As volunteerism is evolving, so will the Women’s Division of the Dalhousie Alumni Association and co-lead Cynthia Pilichos is ready to lead the charge.
A woman with light blond hair wearing a white jacket and blue and green-patterned scarf stands behind a podium speaking into the microphone.

Posted: February 29, 2024

By: Alison DeLory

When Cynthia Pilichos (BA’68, BEd’75) first became involved with the Women’s Division of the Dalhousie Alumni Association (DAA) in the 1980s, she was teaching full-time and raising two daughters.

“Life was very busy – and it still is!” says Pilichos. While now retired from the school board, she continues to be one of the long-serving co-leads of the Women’s Division along with Elizabeth Ryan (BA’70).

“I absorbed it from my parents and my grandparents too, that strong sense of giving back,” Pilichos says. Her father, Dr. Harry Smith, was the first lay person to serve as President of the University of King’s College and he was also Nova Scotia’s first ombudsman.

Pilichos also volunteers with the Anglican Diocese, primarily with an diocesan organization that she has been integrally involved in reshaping for the future. She is also a member of various groups, including the almost century-old Dal/King’s reading club—whose original membership was faculty members’ wives.

The Women’s Division’s roots also run deep. It claims proudly to be the oldest alumni association at Dal. It began with the idea of empowering women. Its first task was securing housing for female students so they could pursue a university degree.

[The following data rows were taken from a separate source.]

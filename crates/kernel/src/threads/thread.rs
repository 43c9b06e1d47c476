//! Kernel threads and the simulated CPU.
//!
//! Every kernel thread is backed by a host thread, but the CPU baton keeps
//! exactly one of them running: a context switch publishes the next thread
//! id and parks the switcher until it is scheduled again.  This preserves
//! the cooperative single-CPU model: switches happen only at `yield_now`,
//! `sleep_current`, `finish` and inside blocking primitives.

use std::sync::atomic::{AtomicBool, AtomicUsize, Ordering};
use std::sync::{Arc, Condvar, Mutex};

use log::{debug, trace};

use crate::fs::open_file::OpenFile;
use crate::fs::path::Path;
use crate::kernel::Kernel;
use crate::machine::interrupt::IntLevel;
use crate::machine::NUM_TOTAL_REGS;
use crate::threads::channel::Channel;
use crate::threads::lock::Lock;
use crate::threads::scheduler::{DEFAULT_PRIORITY, NUM_PRIORITIES};

/// Thread identifier; doubles as the space id of the process it runs.
pub type ThreadId = usize;

/// Per-thread open files, beyond the two console descriptors.
const MAX_OPEN_FILES: usize = 16;
/// First descriptor handed to user files (0 and 1 are the console).
const FIRST_FILE_DESCRIPTOR: i32 = 2;

#[derive(Debug, Clone, Copy, PartialEq, Eq)]
pub enum ThreadState {
    Ready,
    Running,
    Blocked,
    Zombie,
}

pub struct Thread {
    id: ThreadId,
    name: String,
    joinable: bool,
    priority: AtomicUsize,
    state: spin::Mutex<ThreadState>,
    forked: AtomicBool,
    finished: AtomicBool,
    /// One-shot rendezvous carrying the exit status to a joiner.
    exit_channel: Option<Channel>,
    user_registers: spin::Mutex<[i32; NUM_TOTAL_REGS]>,
    space: spin::Mutex<Option<Arc<crate::vm::address_space::AddressSpace>>>,
    open_files: spin::Mutex<Vec<Option<Arc<OpenFile>>>>,
    cwd: spin::Mutex<Path>,
    cwd_lock: spin::Mutex<Option<Arc<Lock>>>,
}

impl Thread {
    /// Create a thread and enter it in the kernel registry.  The new
    /// thread inherits the creator's working directory and does not run
    /// until forked.
    pub fn new(k: &Kernel, name: &str, joinable: bool) -> Arc<Self> {
        let cwd = match k.try_current_thread() {
            Some(current) => current.path(),
            None => Path::root(),
        };
        let thread = Arc::new(Self {
            id: k.alloc_id(),
            name: name.to_owned(),
            joinable,
            priority: AtomicUsize::new(DEFAULT_PRIORITY),
            state: spin::Mutex::new(ThreadState::Blocked),
            forked: AtomicBool::new(false),
            finished: AtomicBool::new(false),
            exit_channel: joinable.then(|| Channel::new("exit status")),
            user_registers: spin::Mutex::new([0; NUM_TOTAL_REGS]),
            space: spin::Mutex::new(None),
            open_files: spin::Mutex::new(vec![None; MAX_OPEN_FILES]),
            cwd: spin::Mutex::new(cwd),
            cwd_lock: spin::Mutex::new(None),
        });
        k.register_thread(Arc::clone(&thread));
        thread
    }

    pub fn id(&self) -> ThreadId {
        self.id
    }

    pub fn name(&self) -> &str {
        &self.name
    }

    pub fn is_joinable(&self) -> bool {
        self.joinable
    }

    pub fn priority(&self) -> usize {
        self.priority.load(Ordering::SeqCst)
    }

    pub(crate) fn set_priority(&self, priority: usize) {
        assert!(priority < NUM_PRIORITIES);
        self.priority.store(priority, Ordering::SeqCst);
    }

    pub fn state(&self) -> ThreadState {
        *self.state.lock()
    }

    pub(crate) fn set_state(&self, state: ThreadState) {
        *self.state.lock() = state;
    }

    pub fn space(&self) -> Option<Arc<crate::vm::address_space::AddressSpace>> {
        self.space.lock().clone()
    }

    pub fn set_space(&self, space: Arc<crate::vm::address_space::AddressSpace>) {
        *self.space.lock() = Some(space);
    }

    pub(crate) fn take_space(&self) -> Option<Arc<crate::vm::address_space::AddressSpace>> {
        self.space.lock().take()
    }

    pub(crate) fn user_registers(&self) -> [i32; NUM_TOTAL_REGS] {
        *self.user_registers.lock()
    }

    pub(crate) fn save_user_registers(&self, registers: [i32; NUM_TOTAL_REGS]) {
        *self.user_registers.lock() = registers;
    }

    /// Start the thread: its backing host thread parks until scheduled,
    /// then runs `entry` and finishes with status 0 if `entry` did not
    /// finish explicitly.  Forking twice is a fatal programming error.
    pub fn fork(
        self: &Arc<Self>,
        k: &Arc<Kernel>,
        entry: Box<dyn FnOnce(&Arc<Kernel>) + Send>,
    ) {
        assert!(
            !self.forked.swap(true, Ordering::SeqCst),
            "thread \"{}\" forked twice",
            self.name
        );
        debug!(target: "threads", "forking thread \"{}\"", self.name);
        // Pin the inherited working directory: the thread counts as an
        // opener of it from its first instant to its finish.
        k.file_system().bind_cwd(k, self);

        let thread = Arc::clone(self);
        let kernel = Arc::clone(k);
        std::thread::Builder::new()
            .name(self.name.clone())
            .spawn(move || {
                kernel.cpu().wait_until_scheduled(thread.id);
                trace!(target: "threads", "thread \"{}\" starting", thread.name);
                entry(&kernel);
                if !thread.finished.load(Ordering::SeqCst) {
                    thread.finish(&kernel, 0);
                }
            })
            .expect("failed to spawn host thread");

        let old_level = k.interrupt.set_level(IntLevel::Off);
        k.scheduler.ready_to_run(Arc::clone(self));
        k.interrupt.set_level(old_level);
    }

    /// Wait for this thread to exit and collect its status.  Only joinable
    /// threads may be joined, and never by themselves.
    pub fn join(&self, k: &Kernel) -> i32 {
        assert!(
            self.joinable,
            "thread \"{}\" is not joinable",
            self.name
        );
        assert_ne!(self.id, k.current_thread().id(), "a thread cannot join itself");
        let channel = self.exit_channel.as_ref().unwrap();
        channel.receive(k)
    }

    /// Terminate the calling thread.  A joinable thread lingers as a
    /// zombie inside the rendezvous until its status is collected; then
    /// (or immediately, if not joinable) its resources are torn down and
    /// the CPU moves on without re-queueing it.
    pub fn finish(self: &Arc<Self>, k: &Kernel, status: i32) {
        assert_eq!(self.id, k.current_thread().id(), "finish on a non-running thread");
        self.finished.store(true, Ordering::SeqCst);
        debug!(target: "threads", "finishing thread \"{}\" with status {}", self.name, status);

        if let Some(channel) = &self.exit_channel {
            self.set_state(ThreadState::Zombie);
            channel.send(k, status);
        }

        if let Some(space) = self.take_space() {
            space.destroy(k);
        }
        let open: Vec<Arc<OpenFile>> = {
            let mut slots = self.open_files.lock();
            slots.iter_mut().filter_map(|s| s.take()).collect()
        };
        for file in open {
            file.close(k);
        }
        if self.cwd_lock.lock().take().is_some() {
            let sector = k.file_system().resolve_directory_sector(k, &self.path());
            if let Some(sector) = sector {
                k.file_system().dir_table.close_directory(k, sector);
            }
        }

        k.interrupt.set_level(IntLevel::Off);
        self.set_state(ThreadState::Zombie);
        let next = k
            .scheduler
            .find_next_to_run()
            .expect("last runnable thread finished while others are blocked");
        switch_to(k, next, true);
        k.unregister_thread(self.id);
        // The host thread unwinds off-CPU from here.
    }

    // Per-thread descriptor table.  0/1 are the console and never stored.

    pub fn file_open(&self, file: Arc<OpenFile>) -> Option<i32> {
        let mut slots = self.open_files.lock();
        let free = slots.iter().position(|s| s.is_none())?;
        slots[free] = Some(file);
        Some(free as i32 + FIRST_FILE_DESCRIPTOR)
    }

    pub fn file_get(&self, fd: i32) -> Option<Arc<OpenFile>> {
        let index = usize::try_from(fd - FIRST_FILE_DESCRIPTOR).ok()?;
        self.open_files.lock().get(index)?.clone()
    }

    pub fn file_close(&self, fd: i32) -> Option<Arc<OpenFile>> {
        let index = usize::try_from(fd - FIRST_FILE_DESCRIPTOR).ok()?;
        self.open_files.lock().get_mut(index)?.take()
    }

    // Working directory.

    pub fn path(&self) -> Path {
        self.cwd.lock().clone()
    }

    pub fn set_path(&self, path: Path) {
        *self.cwd.lock() = path;
    }

    pub fn cwd_lock(&self) -> Option<Arc<Lock>> {
        self.cwd_lock.lock().clone()
    }

    pub(crate) fn set_cwd_lock(&self, lock: Arc<Lock>) -> Option<Arc<Lock>> {
        self.cwd_lock.lock().replace(lock)
    }
}

/// Give up the CPU to the strongest ready thread, if there is one.
pub fn yield_now(k: &Kernel) {
    let old_level = k.interrupt.set_level(IntLevel::Off);
    let current = k.current_thread();
    trace!(target: "threads", "yielding thread \"{}\"", current.name());
    if let Some(next) = k.scheduler.find_next_to_run() {
        k.scheduler.ready_to_run(Arc::clone(&current));
        switch_to(k, next, false);
    }
    k.interrupt.set_level(old_level);
}

/// Block the calling thread.  The caller has already queued it on whatever
/// it waits for; a thread nobody will wake never runs again.
pub(crate) fn sleep_current(k: &Kernel) {
    let current = k.current_thread();
    assert_eq!(current.state(), ThreadState::Blocked);
    trace!(target: "threads", "sleeping thread \"{}\"", current.name());
    let next = k
        .scheduler
        .find_next_to_run()
        .expect("deadlock: all threads are blocked");
    switch_to(k, next, false);
}

/// Switch the CPU to `next`.  With `dying` the switcher does not wait to
/// be rescheduled; its host thread unwinds off-CPU.
pub(crate) fn switch_to(k: &Kernel, next: Arc<Thread>, dying: bool) {
    let old = k.current_thread();
    if Arc::ptr_eq(&old, &next) {
        old.set_state(ThreadState::Running);
        return;
    }
    trace!(target: "threads",
        "context switch \"{}\" -> \"{}\"", old.name(), next.name());

    if !dying {
        if let Some(space) = old.space() {
            old.save_user_registers(k.machine.save_user_state());
            space.save_state(k);
        }
    }
    next.set_state(ThreadState::Running);
    if let Some(space) = next.space() {
        k.machine.restore_user_state(&next.user_registers());
        space.restore_state(k);
    }

    k.cpu().hand_off(next.id(), (!dying).then(|| old.id()));
}

/// The CPU baton: names the one thread allowed to run.  Parked host
/// threads wait here until the baton carries their id.
pub(crate) struct Cpu {
    current: Mutex<ThreadId>,
    scheduled: Condvar,
}

impl Cpu {
    pub(crate) fn new(initial: ThreadId) -> Self {
        Self {
            current: Mutex::new(initial),
            scheduled: Condvar::new(),
        }
    }

    pub(crate) fn current(&self) -> ThreadId {
        *self.current.lock().unwrap()
    }

    pub(crate) fn wait_until_scheduled(&self, me: ThreadId) {
        let mut current = self.current.lock().unwrap();
        while *current != me {
            current = self.scheduled.wait(current).unwrap();
        }
    }

    /// Publish `next` as the running thread; when `wait_as` is given, park
    /// until the baton comes back.
    pub(crate) fn hand_off(&self, next: ThreadId, wait_as: Option<ThreadId>) {
        let mut current = self.current.lock().unwrap();
        *current = next;
        self.scheduled.notify_all();
        if let Some(me) = wait_as {
            while *current != me {
                current = self.scheduled.wait(current).unwrap();
            }
        }
    }
}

When Jennie Shirreff Eddy donated the full amount required to build a women’s residence in 1920, to be named for her parents, Shirreff Hall, the money the Women’s Division had raised to that point was used to furnish three key public spaces in Shirreff Hall: the Victorian Lounge, the Library, and the Study Hall. An endowment of the Women’s Division continues this beautification.

Evolution of fundraising

“People, particularly women of a certain [i.e. older] age, are used to a typical structure and working with organizations a standard way,” says Pilichos. Today, however, she says younger women approach volunteerism differently.

A career educator

Pilichos enjoyed a 30-year career teaching French and serving as a school principal, and then continued teaching, facilitating, and consulting on contracts for another 12 years both with the Halifax school board and other organizations including the Department of Justice and a leadership consortium.

‘Look and listen’ she says was her main advice to students new to learning French.

She says that while it wasn’t without challenges, she loved teaching, particularly at the elementary level. “Class-time was always short and passed quickly; you had to stop while the kids were still having fun,” she says. Her favourite thing, she adds, was “When you were successful in getting kids to see what you were trying to convey. That a-ha moment.”

Moving forward

Pilichos hopes a revitalized presence for the Women’s Division will position it well for the future. Maybe a deeper exploration of the empowerment of women with a wider public, using current technologies, she says, is one avenue to pursue.

“We have to adjust how we communicate. We do now use email, but maybe we need to start having meetings on Zoom instead of in homes.” They are now resuming meetings to figure out a path forward, with great support from alumni engagement in the Office of Advancement and a number of new alumni who have expressed interest.

Though much has changed over Pilichos’s lifetime, whether that be with her work or volunteerism, there has been one constant that has allowed her to enjoy it all.

“You have to be interested in people and find the stories they share fascinating.”